Instructions for the task
How many lines in the records below hold the string "TimeWindow"? Answer with the number alone.

[Stored items]
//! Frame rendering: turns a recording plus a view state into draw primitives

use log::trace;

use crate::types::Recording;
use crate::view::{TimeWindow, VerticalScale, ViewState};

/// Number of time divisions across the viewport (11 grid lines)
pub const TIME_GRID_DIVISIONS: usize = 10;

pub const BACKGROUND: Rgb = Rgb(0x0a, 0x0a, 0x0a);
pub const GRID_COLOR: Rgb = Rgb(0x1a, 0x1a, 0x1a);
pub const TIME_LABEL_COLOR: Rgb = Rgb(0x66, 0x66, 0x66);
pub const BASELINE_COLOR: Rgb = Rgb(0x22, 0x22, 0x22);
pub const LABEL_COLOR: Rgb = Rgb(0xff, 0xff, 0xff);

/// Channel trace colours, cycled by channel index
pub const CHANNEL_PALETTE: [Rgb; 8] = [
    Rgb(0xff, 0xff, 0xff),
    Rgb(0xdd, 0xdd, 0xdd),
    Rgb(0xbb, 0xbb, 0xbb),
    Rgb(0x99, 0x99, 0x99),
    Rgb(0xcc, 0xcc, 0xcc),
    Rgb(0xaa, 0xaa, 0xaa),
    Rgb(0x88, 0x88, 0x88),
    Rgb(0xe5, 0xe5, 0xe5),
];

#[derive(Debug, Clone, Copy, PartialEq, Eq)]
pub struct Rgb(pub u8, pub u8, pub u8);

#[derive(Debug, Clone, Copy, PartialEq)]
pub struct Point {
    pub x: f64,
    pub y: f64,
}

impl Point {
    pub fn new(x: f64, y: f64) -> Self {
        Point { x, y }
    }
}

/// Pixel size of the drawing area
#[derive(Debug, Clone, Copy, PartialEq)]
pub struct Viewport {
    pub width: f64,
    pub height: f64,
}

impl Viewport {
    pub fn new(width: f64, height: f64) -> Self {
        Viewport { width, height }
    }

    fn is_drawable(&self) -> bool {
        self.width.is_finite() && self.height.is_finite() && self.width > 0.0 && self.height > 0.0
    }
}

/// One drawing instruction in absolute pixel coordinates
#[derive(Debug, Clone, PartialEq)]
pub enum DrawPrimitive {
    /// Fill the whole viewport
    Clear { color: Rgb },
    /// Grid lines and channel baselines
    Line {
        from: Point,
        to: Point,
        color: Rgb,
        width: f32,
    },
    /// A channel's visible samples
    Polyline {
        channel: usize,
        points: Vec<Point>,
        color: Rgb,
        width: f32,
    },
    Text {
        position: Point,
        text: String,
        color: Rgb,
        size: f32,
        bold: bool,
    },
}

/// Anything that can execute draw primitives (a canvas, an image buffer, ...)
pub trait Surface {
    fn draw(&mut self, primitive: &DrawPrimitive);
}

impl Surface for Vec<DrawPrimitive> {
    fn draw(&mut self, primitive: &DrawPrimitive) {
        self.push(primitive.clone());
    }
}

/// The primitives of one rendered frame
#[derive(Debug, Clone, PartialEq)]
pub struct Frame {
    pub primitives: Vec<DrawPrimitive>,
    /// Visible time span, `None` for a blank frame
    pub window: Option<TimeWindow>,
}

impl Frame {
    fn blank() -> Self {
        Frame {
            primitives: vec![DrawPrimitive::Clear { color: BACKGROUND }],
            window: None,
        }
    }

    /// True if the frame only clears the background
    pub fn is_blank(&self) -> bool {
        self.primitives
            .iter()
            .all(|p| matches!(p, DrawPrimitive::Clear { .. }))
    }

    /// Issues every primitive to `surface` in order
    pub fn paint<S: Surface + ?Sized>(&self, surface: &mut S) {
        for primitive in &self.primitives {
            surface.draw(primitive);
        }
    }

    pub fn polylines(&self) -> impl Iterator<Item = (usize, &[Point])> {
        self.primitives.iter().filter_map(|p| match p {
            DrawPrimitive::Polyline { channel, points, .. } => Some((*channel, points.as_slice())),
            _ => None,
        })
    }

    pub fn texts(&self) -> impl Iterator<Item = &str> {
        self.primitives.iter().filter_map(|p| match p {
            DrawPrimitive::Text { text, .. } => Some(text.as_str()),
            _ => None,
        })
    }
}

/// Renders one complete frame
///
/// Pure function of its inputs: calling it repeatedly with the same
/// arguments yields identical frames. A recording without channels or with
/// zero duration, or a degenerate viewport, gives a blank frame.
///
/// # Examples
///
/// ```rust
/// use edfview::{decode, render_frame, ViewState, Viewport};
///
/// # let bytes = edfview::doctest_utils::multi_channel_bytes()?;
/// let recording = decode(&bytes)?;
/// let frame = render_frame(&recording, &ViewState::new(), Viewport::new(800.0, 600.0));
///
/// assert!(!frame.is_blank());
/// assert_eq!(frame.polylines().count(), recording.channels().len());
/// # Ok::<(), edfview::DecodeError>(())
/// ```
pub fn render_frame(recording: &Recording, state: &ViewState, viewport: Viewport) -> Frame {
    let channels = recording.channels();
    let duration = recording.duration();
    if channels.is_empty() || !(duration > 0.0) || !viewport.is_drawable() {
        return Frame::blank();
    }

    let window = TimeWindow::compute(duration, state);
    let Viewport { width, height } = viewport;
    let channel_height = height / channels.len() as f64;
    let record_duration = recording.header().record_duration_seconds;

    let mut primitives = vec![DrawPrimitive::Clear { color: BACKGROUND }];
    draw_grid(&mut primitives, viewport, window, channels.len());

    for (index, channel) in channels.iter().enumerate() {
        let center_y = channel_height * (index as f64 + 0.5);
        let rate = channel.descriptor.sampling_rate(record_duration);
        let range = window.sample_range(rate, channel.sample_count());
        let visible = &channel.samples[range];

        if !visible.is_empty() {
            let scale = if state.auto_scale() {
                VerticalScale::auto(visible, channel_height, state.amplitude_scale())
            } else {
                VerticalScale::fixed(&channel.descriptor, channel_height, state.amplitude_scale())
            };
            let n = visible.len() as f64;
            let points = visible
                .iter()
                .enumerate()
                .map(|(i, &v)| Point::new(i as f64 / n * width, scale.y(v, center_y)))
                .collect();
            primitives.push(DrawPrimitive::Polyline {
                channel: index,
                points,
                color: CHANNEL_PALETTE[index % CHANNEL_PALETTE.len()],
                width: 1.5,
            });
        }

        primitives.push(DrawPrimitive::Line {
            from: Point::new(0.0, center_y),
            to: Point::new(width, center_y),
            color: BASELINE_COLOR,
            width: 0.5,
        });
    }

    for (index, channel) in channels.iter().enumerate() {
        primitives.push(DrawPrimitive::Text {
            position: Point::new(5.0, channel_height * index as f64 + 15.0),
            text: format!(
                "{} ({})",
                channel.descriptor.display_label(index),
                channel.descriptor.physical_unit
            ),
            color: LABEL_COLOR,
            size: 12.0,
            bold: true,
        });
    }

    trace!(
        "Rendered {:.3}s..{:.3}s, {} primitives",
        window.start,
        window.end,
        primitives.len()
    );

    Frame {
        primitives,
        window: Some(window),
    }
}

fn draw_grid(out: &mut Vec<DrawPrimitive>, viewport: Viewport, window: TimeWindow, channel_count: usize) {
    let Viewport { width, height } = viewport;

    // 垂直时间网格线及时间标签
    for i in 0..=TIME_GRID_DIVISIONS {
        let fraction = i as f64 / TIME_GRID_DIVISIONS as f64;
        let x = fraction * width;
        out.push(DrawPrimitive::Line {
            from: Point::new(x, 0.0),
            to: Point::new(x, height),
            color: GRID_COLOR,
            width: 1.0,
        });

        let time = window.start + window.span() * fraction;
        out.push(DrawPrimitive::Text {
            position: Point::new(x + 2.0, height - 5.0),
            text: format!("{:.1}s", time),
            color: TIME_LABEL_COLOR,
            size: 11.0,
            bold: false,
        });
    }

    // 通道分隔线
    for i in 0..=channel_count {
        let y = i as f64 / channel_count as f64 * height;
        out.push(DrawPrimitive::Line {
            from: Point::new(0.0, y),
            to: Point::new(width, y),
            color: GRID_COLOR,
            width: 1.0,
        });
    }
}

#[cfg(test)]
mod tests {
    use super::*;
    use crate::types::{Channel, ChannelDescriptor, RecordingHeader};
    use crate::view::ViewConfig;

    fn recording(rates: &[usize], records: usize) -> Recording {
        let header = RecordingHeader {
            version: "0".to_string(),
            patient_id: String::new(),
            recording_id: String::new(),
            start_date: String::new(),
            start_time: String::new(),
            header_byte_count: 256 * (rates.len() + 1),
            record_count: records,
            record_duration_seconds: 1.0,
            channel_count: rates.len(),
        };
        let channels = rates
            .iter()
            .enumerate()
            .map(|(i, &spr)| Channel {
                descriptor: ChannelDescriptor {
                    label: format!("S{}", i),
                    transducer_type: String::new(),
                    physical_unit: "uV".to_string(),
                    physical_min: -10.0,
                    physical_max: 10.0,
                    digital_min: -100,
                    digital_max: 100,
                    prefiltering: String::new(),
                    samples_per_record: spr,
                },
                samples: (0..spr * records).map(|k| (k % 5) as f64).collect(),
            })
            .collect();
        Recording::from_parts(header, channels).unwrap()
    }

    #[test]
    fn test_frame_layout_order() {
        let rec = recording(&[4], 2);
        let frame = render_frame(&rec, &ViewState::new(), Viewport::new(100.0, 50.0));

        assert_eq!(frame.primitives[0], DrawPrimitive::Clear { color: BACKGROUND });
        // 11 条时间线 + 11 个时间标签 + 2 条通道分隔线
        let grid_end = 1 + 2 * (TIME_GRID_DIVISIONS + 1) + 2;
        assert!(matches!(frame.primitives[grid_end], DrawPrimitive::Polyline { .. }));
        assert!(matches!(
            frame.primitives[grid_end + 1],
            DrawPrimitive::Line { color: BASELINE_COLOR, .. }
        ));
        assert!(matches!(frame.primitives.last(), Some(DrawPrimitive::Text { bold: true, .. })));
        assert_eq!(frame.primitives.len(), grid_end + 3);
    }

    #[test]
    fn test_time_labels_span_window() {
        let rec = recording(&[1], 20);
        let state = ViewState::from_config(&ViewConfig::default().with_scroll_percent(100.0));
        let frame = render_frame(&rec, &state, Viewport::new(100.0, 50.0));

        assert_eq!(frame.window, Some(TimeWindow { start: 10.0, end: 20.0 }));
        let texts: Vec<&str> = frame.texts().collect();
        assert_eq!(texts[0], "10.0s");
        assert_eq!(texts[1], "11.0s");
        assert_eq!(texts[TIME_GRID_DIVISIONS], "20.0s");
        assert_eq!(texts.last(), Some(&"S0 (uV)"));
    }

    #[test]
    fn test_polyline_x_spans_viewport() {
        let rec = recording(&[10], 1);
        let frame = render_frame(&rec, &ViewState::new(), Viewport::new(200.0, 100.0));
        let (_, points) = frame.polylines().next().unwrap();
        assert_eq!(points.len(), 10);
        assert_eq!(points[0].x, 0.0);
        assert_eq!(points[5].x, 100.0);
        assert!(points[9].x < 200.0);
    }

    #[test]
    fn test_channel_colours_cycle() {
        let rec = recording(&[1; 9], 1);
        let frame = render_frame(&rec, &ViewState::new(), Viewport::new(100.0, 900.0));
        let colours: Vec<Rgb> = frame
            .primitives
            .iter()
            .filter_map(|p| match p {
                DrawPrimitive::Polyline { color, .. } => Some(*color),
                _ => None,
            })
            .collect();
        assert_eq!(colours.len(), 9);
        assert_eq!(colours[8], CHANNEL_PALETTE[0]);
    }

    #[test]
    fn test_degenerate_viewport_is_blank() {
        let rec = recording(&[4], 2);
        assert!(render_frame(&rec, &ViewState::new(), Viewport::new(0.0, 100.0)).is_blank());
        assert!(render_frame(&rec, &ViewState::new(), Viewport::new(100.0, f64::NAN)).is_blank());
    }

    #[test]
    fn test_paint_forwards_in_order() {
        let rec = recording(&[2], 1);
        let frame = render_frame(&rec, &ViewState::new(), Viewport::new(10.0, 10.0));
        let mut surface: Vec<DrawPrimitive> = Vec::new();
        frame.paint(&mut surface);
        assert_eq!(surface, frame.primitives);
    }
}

==

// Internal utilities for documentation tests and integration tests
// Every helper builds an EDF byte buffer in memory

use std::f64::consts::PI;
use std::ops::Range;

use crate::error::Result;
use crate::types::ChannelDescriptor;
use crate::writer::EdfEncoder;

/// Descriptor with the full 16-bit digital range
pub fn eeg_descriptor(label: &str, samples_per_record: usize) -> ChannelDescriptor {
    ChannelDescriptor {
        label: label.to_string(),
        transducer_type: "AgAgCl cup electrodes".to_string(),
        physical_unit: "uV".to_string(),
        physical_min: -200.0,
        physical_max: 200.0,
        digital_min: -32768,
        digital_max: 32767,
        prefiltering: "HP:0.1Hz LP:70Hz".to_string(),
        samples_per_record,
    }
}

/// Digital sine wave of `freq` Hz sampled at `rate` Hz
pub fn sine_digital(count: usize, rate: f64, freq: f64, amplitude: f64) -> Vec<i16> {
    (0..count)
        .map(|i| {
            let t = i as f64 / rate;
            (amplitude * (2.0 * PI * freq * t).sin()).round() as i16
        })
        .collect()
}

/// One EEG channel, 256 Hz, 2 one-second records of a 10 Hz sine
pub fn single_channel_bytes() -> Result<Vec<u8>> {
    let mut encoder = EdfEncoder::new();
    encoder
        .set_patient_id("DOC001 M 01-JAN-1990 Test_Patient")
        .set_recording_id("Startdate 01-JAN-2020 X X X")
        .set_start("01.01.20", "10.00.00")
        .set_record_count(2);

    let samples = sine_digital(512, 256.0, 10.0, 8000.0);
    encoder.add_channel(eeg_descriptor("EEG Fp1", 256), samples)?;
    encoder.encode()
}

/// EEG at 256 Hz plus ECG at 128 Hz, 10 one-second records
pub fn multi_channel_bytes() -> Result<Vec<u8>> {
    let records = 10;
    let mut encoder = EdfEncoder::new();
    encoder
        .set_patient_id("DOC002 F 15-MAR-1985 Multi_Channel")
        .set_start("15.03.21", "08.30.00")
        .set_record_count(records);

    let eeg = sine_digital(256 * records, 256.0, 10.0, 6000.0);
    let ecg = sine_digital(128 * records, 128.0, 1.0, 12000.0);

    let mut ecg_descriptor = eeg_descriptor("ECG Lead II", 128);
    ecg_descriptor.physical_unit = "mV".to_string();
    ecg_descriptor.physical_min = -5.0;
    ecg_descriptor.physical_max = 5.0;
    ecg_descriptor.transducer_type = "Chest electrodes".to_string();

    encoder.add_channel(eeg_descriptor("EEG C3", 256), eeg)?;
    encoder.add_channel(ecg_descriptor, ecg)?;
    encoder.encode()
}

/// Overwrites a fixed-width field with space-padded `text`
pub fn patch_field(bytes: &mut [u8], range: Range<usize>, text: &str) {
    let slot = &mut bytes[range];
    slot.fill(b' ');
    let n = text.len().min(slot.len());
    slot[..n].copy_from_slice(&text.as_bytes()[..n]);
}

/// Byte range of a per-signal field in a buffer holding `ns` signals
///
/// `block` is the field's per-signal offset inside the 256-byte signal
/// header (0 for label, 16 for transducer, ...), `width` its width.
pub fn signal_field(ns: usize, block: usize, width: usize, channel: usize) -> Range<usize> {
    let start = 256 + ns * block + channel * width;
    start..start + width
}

Task result
5